Current theory holds that the intensity of biotic interactions decreases with increases in latitude and elevation; however, empirical data demonstrate great variation in the direction, strength, and shape of elevational changes in herbivory. The latitudinal position of mountains may be one important source of this variation, but the acute shortage of data from polar mountains hampers exploration of latitude effects on elevational changes in herbivory. Here, we reduce this knowledge gap by exploring six elevation gradients located in three Arctic mountain ranges to test the prediction that a decrease in herbivory occurs with increasing elevation from forest to alpine tundra. Across the 10 most abundant evergreen and deciduous woody plant species, relative losses of foliage to insect herbivores were 2.2-fold greater at the highest elevations (alpine tundra) than in mid-elevation birch woodlands or low-elevation coniferous forests.

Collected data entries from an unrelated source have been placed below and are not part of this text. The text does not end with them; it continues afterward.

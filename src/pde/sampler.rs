use crate::core::{PdeError, PdeResult};
use crate::pde::grid::RegularGrid1D;

/// Coefficients of `L(V) = d2x * V'' + dx * V' + zero * V` sampled on every grid node.
#[derive(Debug, Clone, PartialEq)]
pub struct PdeCoefficients {
    /// Second-order (diffusion) term.
    pub d2x: Vec<f64>,
    /// First-order (drift) term.
    pub dx: Vec<f64>,
    /// Zero-order (discount / reaction) term.
    pub zero: Vec<f64>,
}

impl PdeCoefficients {
    /// Zero-filled triple for `size` nodes.
    pub fn zeros(size: usize) -> Self {
        Self {
            d2x: vec![0.0; size],
            dx: vec![0.0; size],
            zero: vec![0.0; size],
        }
    }
}

/// Model-side source of PDE coefficients over a fixed grid.
///
/// Implementations are expected to live outside this crate, one per pricing model. The
/// returned triple must have one entry per grid node; the discretizer rejects anything else.
pub trait PdeCoeffSampler1D {
    fn grid(&self) -> &RegularGrid1D;

    /// Samples the generator coefficients representative of the interval `[start, end]`.
    fn sample(&self, start: f64, end: f64) -> PdeResult<PdeCoefficients>;
}

impl<S: PdeCoeffSampler1D + ?Sized> PdeCoeffSampler1D for &S {
    fn grid(&self) -> &RegularGrid1D {
        (**self).grid()
    }

    fn sample(&self, start: f64, end: f64) -> PdeResult<PdeCoefficients> {
        (**self).sample(start, end)
    }
}

/// Time- and space-homogeneous coefficients.
#[derive(Debug, Clone, PartialEq)]
pub struct ConstantCoeffSampler1D {
    grid: RegularGrid1D,
    pub diffusion: f64,
    pub drift: f64,
    pub zero_order: f64,
}

impl ConstantCoeffSampler1D {
    pub fn new(grid: RegularGrid1D, diffusion: f64, drift: f64, zero_order: f64) -> Self {
        Self {
            grid,
            diffusion,
            drift,
            zero_order,
        }
    }

    /// Black-Scholes generator in `x = ln(S)`:
    /// `0.5 σ² V'' + (r - q - 0.5 σ²) V' - r V`.
    pub fn black_scholes_log_spot(
        grid: RegularGrid1D,
        rate: f64,
        dividend_yield: f64,
        vol: f64,
    ) -> PdeResult<Self> {
        if !vol.is_finite() || vol < 0.0 {
            return Err(PdeError::InvalidArgument(
                "vol must be finite and >= 0".to_string(),
            ));
        }
        if !rate.is_finite() || !dividend_yield.is_finite() {
            return Err(PdeError::InvalidArgument(
                "rate and dividend_yield must be finite".to_string(),
            ));
        }
        let half_var = 0.5 * vol * vol;
        Ok(Self::new(grid, half_var, rate - dividend_yield - half_var, -rate))
    }
}

impl PdeCoeffSampler1D for ConstantCoeffSampler1D {
    fn grid(&self) -> &RegularGrid1D {
        &self.grid
    }

    fn sample(&self, _start: f64, _end: f64) -> PdeResult<PdeCoefficients> {
        let n = self.grid.size();
        Ok(PdeCoefficients {
            d2x: vec![self.diffusion; n],
            dx: vec![self.drift; n],
            zero: vec![self.zero_order; n],
        })
    }
}
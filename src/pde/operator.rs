//! Tridiagonal affine operator `y = M * x + shift`.
//!
//! `shift` is zero except on the first and last components, where it carries the
//! inhomogeneous part of folded boundary conditions. All mutating operations act in place and
//! keep the three bands at the same length.

use crate::core::{PdeError, PdeResult};
use crate::math::tridiagonal::{mult_tridiagonal, solve_tridiagonal};
use crate::math::vector::{ax_plus_b, ensure_equal_len, scale};

/// Discrete tridiagonal operator over node values.
#[derive(Debug, Clone, PartialEq)]
pub struct TridiagOperator1D {
    lower: Vec<f64>,
    diag: Vec<f64>,
    upper: Vec<f64>,
    inf_shift: f64,
    sup_shift: f64,
}

impl TridiagOperator1D {
    /// Linear operator (zero shifts) from its three bands.
    pub fn new(lower: Vec<f64>, diag: Vec<f64>, upper: Vec<f64>) -> PdeResult<Self> {
        Self::with_shifts(lower, diag, upper, 0.0, 0.0)
    }

    pub fn with_shifts(
        lower: Vec<f64>,
        diag: Vec<f64>,
        upper: Vec<f64>,
        inf_shift: f64,
        sup_shift: f64,
    ) -> PdeResult<Self> {
        ensure_equal_len(diag.len(), &[&lower, &upper])?;
        Ok(Self {
            lower,
            diag,
            upper,
            inf_shift,
            sup_shift,
        })
    }

    /// Identity operator on `size` nodes.
    pub fn identity(size: usize) -> Self {
        Self {
            lower: vec![0.0; size],
            diag: vec![1.0; size],
            upper: vec![0.0; size],
            inf_shift: 0.0,
            sup_shift: 0.0,
        }
    }

    #[inline]
    pub fn len(&self) -> usize {
        self.diag.len()
    }

    #[inline]
    pub fn is_empty(&self) -> bool {
        self.diag.is_empty()
    }

    pub fn lower(&self) -> &[f64] {
        &self.lower
    }

    pub fn diag(&self) -> &[f64] {
        &self.diag
    }

    pub fn upper(&self) -> &[f64] {
        &self.upper
    }

    pub fn inf_shift(&self) -> f64 {
        self.inf_shift
    }

    pub fn sup_shift(&self) -> f64 {
        self.sup_shift
    }

    /// `x <- M * x + shift`.
    pub fn apply(&self, x: &mut [f64]) -> PdeResult<()> {
        ensure_equal_len(self.len(), &[&*x])?;
        mult_tridiagonal(x, &self.lower, &self.diag, &self.upper)?;
        self.add_shifts(x, 1.0);
        Ok(())
    }

    /// `y <- M^-1 * (y - shift)`.
    pub fn solve(&self, y: &mut [f64]) -> PdeResult<()> {
        ensure_equal_len(self.len(), &[&*y])?;
        self.add_shifts(y, -1.0);
        solve_tridiagonal(y, &self.lower, &self.diag, &self.upper)
    }

    /// `M <- a * M + I`; the affine shifts are scaled by `a` as well.
    pub fn scale_plus_identity(&mut self, a: f64) {
        scale(&mut self.lower, a);
        scale(&mut self.upper, a);
        ax_plus_b(&mut self.diag, a, 1.0);
        self.inf_shift *= a;
        self.sup_shift *= a;
    }

    /// Transposes the operator in place.
    ///
    /// Only defined for a purely linear operator; a non-zero boundary shift is an error and
    /// leaves the operator untouched.
    pub fn adjoint(&mut self) -> PdeResult<()> {
        if self.inf_shift != 0.0 || self.sup_shift != 0.0 {
            return Err(PdeError::InvalidOperation(
                "transpose is not defined with a non-zero boundary shift".to_string(),
            ));
        }
        let n = self.len();
        if n == 0 {
            return Ok(());
        }
        // Row i of M^T holds (u_{i-1}, d_i, l_{i+1}); the unused corner slots trade places.
        self.upper.rotate_right(1);
        self.lower.rotate_left(1);
        std::mem::swap(&mut self.lower, &mut self.upper);
        Ok(())
    }

    /// Fold the ghost-node relation `V[-1] = a * V[0] + b * V[1] + c` into row 0.
    pub fn set_inf_boundary_condition(&mut self, a: f64, b: f64, c: f64) {
        let Some(&l0) = self.lower.first() else {
            return;
        };
        self.lower[0] = 0.0;
        self.diag[0] += l0 * a;
        if self.len() > 1 {
            self.upper[0] += l0 * b;
        }
        self.inf_shift += l0 * c;
    }

    /// Fold the ghost-node relation `V[N] = a * V[N-1] + b * V[N-2] + c` into row `N - 1`.
    pub fn set_sup_boundary_condition(&mut self, a: f64, b: f64, c: f64) {
        let Some(&un) = self.upper.last() else {
            return;
        };
        let n = self.len() - 1;
        self.upper[n] = 0.0;
        self.diag[n] += un * a;
        if n > 0 {
            self.lower[n] += un * b;
        }
        self.sup_shift += un * c;
    }

    fn add_shifts(&self, x: &mut [f64], sign: f64) {
        let n = x.len();
        if n == 0 {
            return;
        }
        x[0] += sign * self.inf_shift;
        x[n - 1] += sign * self.sup_shift;
    }
}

Plant quality for herbivores (quantified by specific leaf area) significantly decreased with elevation across all studied species, indicating that bottom-up factors were unlikely to shape the observed pattern in herbivory. An experiment with open-top chambers established at different elevations showed that even a slight increase in ambient temperature enhances herbivory in Arctic mountains. Therefore, we suggest that the discovered increase in herbivory with elevation is explained by higher temperatures at the soil surface in open habitats above the tree line compared with forests at lower elevations. This explanation is supported by the significant difference in elevational changes in herbivory between low and tall plants: herbivory on low shrubs increased fourfold from forest to alpine sites, while herbivory on trees and tall shrubs did not change with elevation. We suggest that an increase in herbivory with an increase in elevation is typical for high-latitude mountains, where inverse temperature gradients, especially at the soil surface, are common. Verification of this hypothesis requires further studies of elevational patterns in herbivory at high latitudes.